The United States patent system is now officially First-to-File.
A new website was brought to my attention of the weekend: First to Disclose. The website indicates that it is a “community-powered” site that was created by members of the Brooklyn Law Incubator & Policy Clinic at Brooklyn Law School. The purpose of the website is stated as follows:
[to] provide inventors of all kinds an easy-to-use, fast and effective method by which to publicly disclose their inventions. Under certain circumstances, such disclosures can help secure the inventor’s patent rights.
The site suggests that such disclosure will keep larger inventors or companies from winning the race to the Patent Office by permitting smaller inventors to disclose their inventions on the site. This disclosure will even start the one year grace period permitted under US law.
As I have previously warned, DO NOT RELY ON THE PUBLIC DISCLOSURE PROVISIONS OF THE AIA. If you are merely trying to keep another party from getting a patent, then by all means disclose your invention.

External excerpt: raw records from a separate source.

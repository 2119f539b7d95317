use std::fs::File;
use std::io::{self, Read};
use std::path::Path;

use crate::buffer::{ScanBuffer, Step};
use crate::config::ScanConfig;
use crate::error::DecodeError;
use crate::frame::Frames;
use crate::tag::DecodedTag;

/// Blocking scanner over any [`Read`] source.
///
/// Yields one [`DecodedTag`] per valid tag block, in stream order. Bytes
/// between tags (audio data, false "ID3" matches, tags of unsupported
/// versions) are skipped. The first error ends the iteration.
///
/// The reader is read in chunks into a buffer borrowed from the global
/// [`pool`](crate::pool); wrapping it in a `BufReader` gains nothing.
///
/// # Example
///
/// ```rust,no_run
/// use id3_decoder::Scanner;
///
/// let file = std::fs::File::open("song.mp3")?;
/// for tag in Scanner::new(file) {
///     let tag = tag?;
///     println!("{} tag at {}: {} frames", tag.header.version, tag.offset, tag.frames.len());
/// }
/// # Ok::<(), Box<dyn std::error::Error>>(())
/// ```
#[derive(Debug)]
pub struct Scanner<R> {
    reader: R,
    state: ScanBuffer,
}

impl<R: Read> Scanner<R> {
    #[must_use]
    pub fn new(reader: R) -> Self {
        Self::with_config(reader, &ScanConfig::default())
    }

    #[must_use]
    pub fn with_config(reader: R, config: &ScanConfig) -> Self {
        Self {
            reader,
            state: ScanBuffer::new(config),
        }
    }

    /// Stream offset of the first byte the scanner has not consumed.
    #[must_use]
    pub fn position(&self) -> u64 {
        self.state.position()
    }
}

impl<R: Read> Iterator for Scanner<R> {
    type Item = Result<DecodedTag, DecodeError>;

    fn next(&mut self) -> Option<Self::Item> {
        loop {
            match self.state.poll() {
                Ok(Step::Tag(tag)) => return Some(Ok(tag)),
                Ok(Step::Read) => match read_some(&mut self.reader, self.state.read_window()) {
                    Ok(n) => self.state.commit(n),
                    Err(err) => return Some(Err(self.state.fail(err.into()))),
                },
                Ok(Step::Finished) => return None,
                Err(err) => return Some(Err(err)),
            }
        }
    }
}

impl<R: Read> std::iter::FusedIterator for Scanner<R> {}

fn read_some<R: Read>(reader: &mut R, buf: &mut [u8]) -> io::Result<usize> {
    loop {
        match reader.read(buf) {
            Err(err) if err.kind() == io::ErrorKind::Interrupted => {}
            result => return result,
        }
    }
}

/// Read every tag in `reader` and return all their frames in stream
/// order.
///
/// # Errors
///
/// The first [`DecodeError`] encountered; frames decoded before it are
/// discarded.
pub fn scan<R: Read>(reader: R) -> Result<Frames, DecodeError> {
    let mut frames = Frames::new();
    for tag in Scanner::new(reader) {
        frames.extend(tag?.frames);
    }

    Ok(frames)
}

/// [`scan`] over an in-memory buffer.
///
/// # Errors
///
/// See [`scan`].
pub fn scan_bytes(data: &[u8]) -> Result<Frames, DecodeError> {
    scan(data)
}

/// [`scan`] over the file at `path`.
///
/// # Errors
///
/// [`DecodeError::Io`] if the file cannot be opened, otherwise see
/// [`scan`].
pub fn scan_file(path: impl AsRef<Path>) -> Result<Frames, DecodeError> {
    scan(File::open(path)?)
}

#[cfg(test)]
mod tests {
    use super::*;
    use crate::ids;

    const MINIMAL_V24: &[u8] = b"ID3\x04\x00\x00\x00\x00\x00\x00";

    /// v2.3 tag with a single TIT2 frame holding Latin-1 "Test".
    const V23_TITLE: &[u8] = b"ID3\x03\x00\x00\x00\x00\x00\x10\
        TIT2\x00\x00\x00\x06\x00\x00\x00Test\x00";

    #[test]
    fn no_magic_means_no_frames() {
        let frames = scan_bytes(&[0x55; 10_000]).unwrap();
        assert!(frames.is_empty());
    }

    #[test]
    fn minimal_header_consumes_ten_bytes() {
        let mut scanner = Scanner::new(MINIMAL_V24);
        let tag = scanner.next().unwrap().unwrap();
        assert!(tag.frames.is_empty());
        assert_eq!(scanner.position(), 10);
        assert!(scanner.next().is_none());
    }

    #[test]
    fn text_frame_round_trip() {
        let frames = scan_bytes(V23_TITLE).unwrap();
        assert_eq!(frames.len(), 1);
        assert_eq!(frames.lookup(ids::TIT2).unwrap().text().unwrap(), "Test");
    }

    #[test]
    fn frames_across_tags_keep_order() {
        let mut input = V23_TITLE.to_vec();
        input.extend_from_slice(&[0xFF, 0xFB, 0x90, 0x00]);
        input.extend_from_slice(V23_TITLE);

        let tags: Vec<_> = Scanner::new(&input[..]).collect::<Result<_, _>>().unwrap();
        assert_eq!(tags.len(), 2);
        assert_eq!(tags[1].offset, 30);
        assert_eq!(scan_bytes(&input).unwrap().len(), 2);
    }

    #[test]
    fn truncated_tag_is_an_error() {
        let err = scan_bytes(&V23_TITLE[..20]).unwrap_err();
        assert!(matches!(err, DecodeError::IncompleteTag { offset: 0 }));
    }

    #[test]
    fn error_stops_iteration() {
        let mut input = b"ID3\x04\x00\x00\x00\x00\x00\x02\x00\x01".to_vec();
        input.extend_from_slice(MINIMAL_V24);

        let mut scanner = Scanner::new(&input[..]);
        assert!(matches!(
            scanner.next(),
            Some(Err(DecodeError::InvalidPadding { offset: 11 }))
        ));
        assert!(scanner.next().is_none());
    }

    #[test]
    fn io_errors_propagate() {
        struct Broken;

        impl Read for Broken {
            fn read(&mut self, _: &mut [u8]) -> io::Result<usize> {
                Err(io::Error::other("disk on fire"))
            }
        }

        let err = scan(Broken).unwrap_err();
        assert!(matches!(err, DecodeError::Io(_)));
        assert_eq!(err.to_string(), "disk on fire");
    }

    #[test]
    fn interrupted_reads_are_retried() {
        struct Flaky<'a> {
            data: &'a [u8],
            interrupt: bool,
        }

        impl Read for Flaky<'_> {
            fn read(&mut self, buf: &mut [u8]) -> io::Result<usize> {
                self.interrupt = !self.interrupt;
                if self.interrupt {
                    return Err(io::ErrorKind::Interrupted.into());
                }
                self.data.read(buf)
            }
        }

        let frames = scan(Flaky {
            data: V23_TITLE,
            interrupt: false,
        })
        .unwrap();
        assert_eq!(frames.len(), 1);
    }

    #[test]
    fn missing_file() {
        let err = scan_file("/nonexistent/id3-decoder/song.mp3").unwrap_err();
        assert!(matches!(err, DecodeError::Io(_)));
    }
}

If you want to get your own patent, there are simply too many risks associated with public disclosure prior to filing a patent application.
Foreign rights may be irrevocably lost. This is not a change under the AIA, but should continue to be a significant consideration. Public disclosure does NOT protect obvious variants of the invention. If a third party files or discloses an obvious variant of your invention before you file your application, you will not be able to get a patent on the invention. This point can hardly be stressed enough.
The best advice I can give for the new regime is: file early and file often.